Goal of the exercise: Determine the number of lines below that contain the string "struct", and state only that number.

───── Material for this exercise

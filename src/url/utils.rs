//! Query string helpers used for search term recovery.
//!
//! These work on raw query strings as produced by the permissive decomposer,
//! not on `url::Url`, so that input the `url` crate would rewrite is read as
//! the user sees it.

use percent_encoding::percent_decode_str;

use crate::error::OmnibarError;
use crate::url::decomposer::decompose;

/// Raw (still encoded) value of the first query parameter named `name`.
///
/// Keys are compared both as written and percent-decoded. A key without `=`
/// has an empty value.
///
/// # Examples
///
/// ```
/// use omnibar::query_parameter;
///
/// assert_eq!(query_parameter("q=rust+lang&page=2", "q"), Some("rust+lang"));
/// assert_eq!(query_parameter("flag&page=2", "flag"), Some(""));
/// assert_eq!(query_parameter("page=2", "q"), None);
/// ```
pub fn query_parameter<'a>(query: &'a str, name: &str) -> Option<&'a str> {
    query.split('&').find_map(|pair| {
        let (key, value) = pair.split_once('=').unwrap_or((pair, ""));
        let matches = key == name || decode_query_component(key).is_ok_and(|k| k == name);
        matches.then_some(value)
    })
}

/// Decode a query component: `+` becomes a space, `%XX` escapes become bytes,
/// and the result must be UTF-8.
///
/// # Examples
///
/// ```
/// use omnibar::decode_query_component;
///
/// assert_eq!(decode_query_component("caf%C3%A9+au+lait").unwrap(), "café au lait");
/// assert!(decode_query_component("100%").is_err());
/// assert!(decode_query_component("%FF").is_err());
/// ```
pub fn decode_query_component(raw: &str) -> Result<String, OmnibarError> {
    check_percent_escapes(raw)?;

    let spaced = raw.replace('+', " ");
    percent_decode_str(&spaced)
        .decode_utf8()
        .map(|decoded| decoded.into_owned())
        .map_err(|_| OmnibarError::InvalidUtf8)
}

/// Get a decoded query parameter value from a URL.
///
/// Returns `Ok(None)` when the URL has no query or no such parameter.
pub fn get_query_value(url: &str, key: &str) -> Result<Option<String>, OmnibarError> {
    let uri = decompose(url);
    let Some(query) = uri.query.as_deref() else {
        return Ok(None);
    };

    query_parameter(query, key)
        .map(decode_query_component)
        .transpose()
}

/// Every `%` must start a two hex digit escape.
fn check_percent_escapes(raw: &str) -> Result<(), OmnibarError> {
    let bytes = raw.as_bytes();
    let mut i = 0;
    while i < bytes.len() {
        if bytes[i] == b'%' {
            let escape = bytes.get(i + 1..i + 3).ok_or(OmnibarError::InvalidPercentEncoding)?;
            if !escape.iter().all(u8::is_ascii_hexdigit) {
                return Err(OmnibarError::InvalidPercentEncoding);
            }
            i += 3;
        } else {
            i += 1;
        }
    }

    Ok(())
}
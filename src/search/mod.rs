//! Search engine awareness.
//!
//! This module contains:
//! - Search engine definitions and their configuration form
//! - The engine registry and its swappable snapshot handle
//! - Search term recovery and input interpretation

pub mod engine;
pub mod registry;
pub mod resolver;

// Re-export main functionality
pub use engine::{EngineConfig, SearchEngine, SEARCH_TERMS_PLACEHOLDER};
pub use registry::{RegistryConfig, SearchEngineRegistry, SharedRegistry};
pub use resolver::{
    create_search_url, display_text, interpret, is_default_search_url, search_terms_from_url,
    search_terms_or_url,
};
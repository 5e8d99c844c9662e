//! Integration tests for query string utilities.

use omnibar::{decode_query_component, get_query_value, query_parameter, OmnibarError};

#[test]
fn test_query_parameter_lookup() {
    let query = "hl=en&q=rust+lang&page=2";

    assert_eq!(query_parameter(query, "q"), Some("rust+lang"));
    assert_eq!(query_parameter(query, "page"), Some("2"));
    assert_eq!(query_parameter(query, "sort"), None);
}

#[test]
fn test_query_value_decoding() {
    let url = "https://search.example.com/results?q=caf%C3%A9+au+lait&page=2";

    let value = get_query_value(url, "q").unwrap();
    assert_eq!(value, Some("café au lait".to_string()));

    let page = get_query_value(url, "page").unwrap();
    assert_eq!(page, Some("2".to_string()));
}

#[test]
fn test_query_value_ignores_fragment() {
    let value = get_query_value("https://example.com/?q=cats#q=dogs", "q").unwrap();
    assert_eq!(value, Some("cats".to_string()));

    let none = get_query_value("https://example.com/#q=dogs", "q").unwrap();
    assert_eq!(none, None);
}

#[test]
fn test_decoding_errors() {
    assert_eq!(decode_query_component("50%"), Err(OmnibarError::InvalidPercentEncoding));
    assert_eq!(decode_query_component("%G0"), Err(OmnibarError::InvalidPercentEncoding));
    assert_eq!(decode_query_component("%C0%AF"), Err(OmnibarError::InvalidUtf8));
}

──────────
───── Material for this exercise

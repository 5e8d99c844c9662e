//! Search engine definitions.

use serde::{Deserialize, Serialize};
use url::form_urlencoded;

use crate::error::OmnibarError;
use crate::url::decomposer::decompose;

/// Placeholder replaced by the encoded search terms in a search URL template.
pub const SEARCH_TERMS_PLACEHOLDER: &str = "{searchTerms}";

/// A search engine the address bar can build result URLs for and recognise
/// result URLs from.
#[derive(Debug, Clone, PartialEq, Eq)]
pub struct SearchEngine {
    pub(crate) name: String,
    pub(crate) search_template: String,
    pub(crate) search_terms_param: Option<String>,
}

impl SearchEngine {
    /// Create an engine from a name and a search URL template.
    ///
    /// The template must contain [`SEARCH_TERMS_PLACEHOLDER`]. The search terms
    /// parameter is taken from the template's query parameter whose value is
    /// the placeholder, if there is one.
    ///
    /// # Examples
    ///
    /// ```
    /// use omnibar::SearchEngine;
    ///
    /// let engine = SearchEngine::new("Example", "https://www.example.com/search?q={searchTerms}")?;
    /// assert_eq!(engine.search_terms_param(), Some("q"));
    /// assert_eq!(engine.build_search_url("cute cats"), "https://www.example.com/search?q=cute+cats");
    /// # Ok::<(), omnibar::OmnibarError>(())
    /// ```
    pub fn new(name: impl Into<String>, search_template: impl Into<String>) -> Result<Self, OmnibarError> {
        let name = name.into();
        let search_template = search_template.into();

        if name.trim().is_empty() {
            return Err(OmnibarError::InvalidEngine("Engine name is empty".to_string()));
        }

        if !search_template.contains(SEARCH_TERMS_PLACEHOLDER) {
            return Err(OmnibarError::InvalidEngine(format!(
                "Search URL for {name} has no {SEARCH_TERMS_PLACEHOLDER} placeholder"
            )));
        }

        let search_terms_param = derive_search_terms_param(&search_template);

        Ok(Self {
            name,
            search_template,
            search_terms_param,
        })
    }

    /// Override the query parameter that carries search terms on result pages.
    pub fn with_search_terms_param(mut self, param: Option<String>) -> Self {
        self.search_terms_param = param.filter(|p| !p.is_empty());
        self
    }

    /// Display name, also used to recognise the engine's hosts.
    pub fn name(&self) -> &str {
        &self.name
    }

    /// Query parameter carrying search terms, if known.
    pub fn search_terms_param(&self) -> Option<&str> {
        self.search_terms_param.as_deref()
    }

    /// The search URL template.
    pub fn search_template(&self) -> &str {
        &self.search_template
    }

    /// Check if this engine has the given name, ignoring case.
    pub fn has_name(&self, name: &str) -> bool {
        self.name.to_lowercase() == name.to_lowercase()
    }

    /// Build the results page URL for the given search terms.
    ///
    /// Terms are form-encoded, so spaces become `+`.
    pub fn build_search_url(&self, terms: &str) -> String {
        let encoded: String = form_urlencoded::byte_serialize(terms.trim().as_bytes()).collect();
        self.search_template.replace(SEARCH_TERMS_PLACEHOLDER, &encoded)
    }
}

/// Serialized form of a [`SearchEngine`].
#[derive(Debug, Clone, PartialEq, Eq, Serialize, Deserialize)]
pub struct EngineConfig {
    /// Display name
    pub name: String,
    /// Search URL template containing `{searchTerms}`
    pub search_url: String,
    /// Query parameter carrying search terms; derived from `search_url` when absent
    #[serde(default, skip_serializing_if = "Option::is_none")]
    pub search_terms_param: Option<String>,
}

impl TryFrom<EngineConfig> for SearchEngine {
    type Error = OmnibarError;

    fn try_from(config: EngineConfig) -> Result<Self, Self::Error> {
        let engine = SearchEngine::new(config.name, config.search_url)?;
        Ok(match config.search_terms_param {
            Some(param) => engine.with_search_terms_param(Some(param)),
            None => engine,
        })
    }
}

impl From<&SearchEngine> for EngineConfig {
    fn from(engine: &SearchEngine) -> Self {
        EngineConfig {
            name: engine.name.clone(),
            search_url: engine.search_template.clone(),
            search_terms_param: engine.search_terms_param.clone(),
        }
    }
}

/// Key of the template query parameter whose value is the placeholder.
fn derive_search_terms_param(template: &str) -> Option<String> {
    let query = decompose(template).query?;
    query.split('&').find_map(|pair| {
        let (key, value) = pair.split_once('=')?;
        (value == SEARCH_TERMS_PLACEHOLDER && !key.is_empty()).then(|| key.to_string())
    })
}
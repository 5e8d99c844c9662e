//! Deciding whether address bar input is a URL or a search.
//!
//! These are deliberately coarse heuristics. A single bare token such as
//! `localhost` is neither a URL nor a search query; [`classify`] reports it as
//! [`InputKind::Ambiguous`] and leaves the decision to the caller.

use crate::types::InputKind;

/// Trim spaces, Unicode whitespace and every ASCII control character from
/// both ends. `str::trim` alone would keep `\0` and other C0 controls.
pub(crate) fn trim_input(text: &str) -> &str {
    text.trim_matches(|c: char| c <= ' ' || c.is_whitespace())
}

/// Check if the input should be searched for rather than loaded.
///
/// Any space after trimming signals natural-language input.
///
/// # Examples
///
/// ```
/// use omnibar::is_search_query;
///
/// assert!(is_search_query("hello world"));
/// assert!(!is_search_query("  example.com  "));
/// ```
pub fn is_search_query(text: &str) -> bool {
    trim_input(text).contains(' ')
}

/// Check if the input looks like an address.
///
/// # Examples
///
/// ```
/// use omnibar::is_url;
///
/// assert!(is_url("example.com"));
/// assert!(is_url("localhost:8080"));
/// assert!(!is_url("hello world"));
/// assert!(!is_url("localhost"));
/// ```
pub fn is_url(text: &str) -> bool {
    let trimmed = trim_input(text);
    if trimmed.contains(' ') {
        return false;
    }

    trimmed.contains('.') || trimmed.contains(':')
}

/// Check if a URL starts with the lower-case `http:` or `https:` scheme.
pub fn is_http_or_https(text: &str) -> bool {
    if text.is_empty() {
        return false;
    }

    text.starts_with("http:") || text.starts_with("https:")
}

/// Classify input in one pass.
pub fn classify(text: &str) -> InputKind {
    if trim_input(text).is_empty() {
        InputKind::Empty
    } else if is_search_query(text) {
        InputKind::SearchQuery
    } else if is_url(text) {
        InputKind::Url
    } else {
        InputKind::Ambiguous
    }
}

──────────

Finished task: 2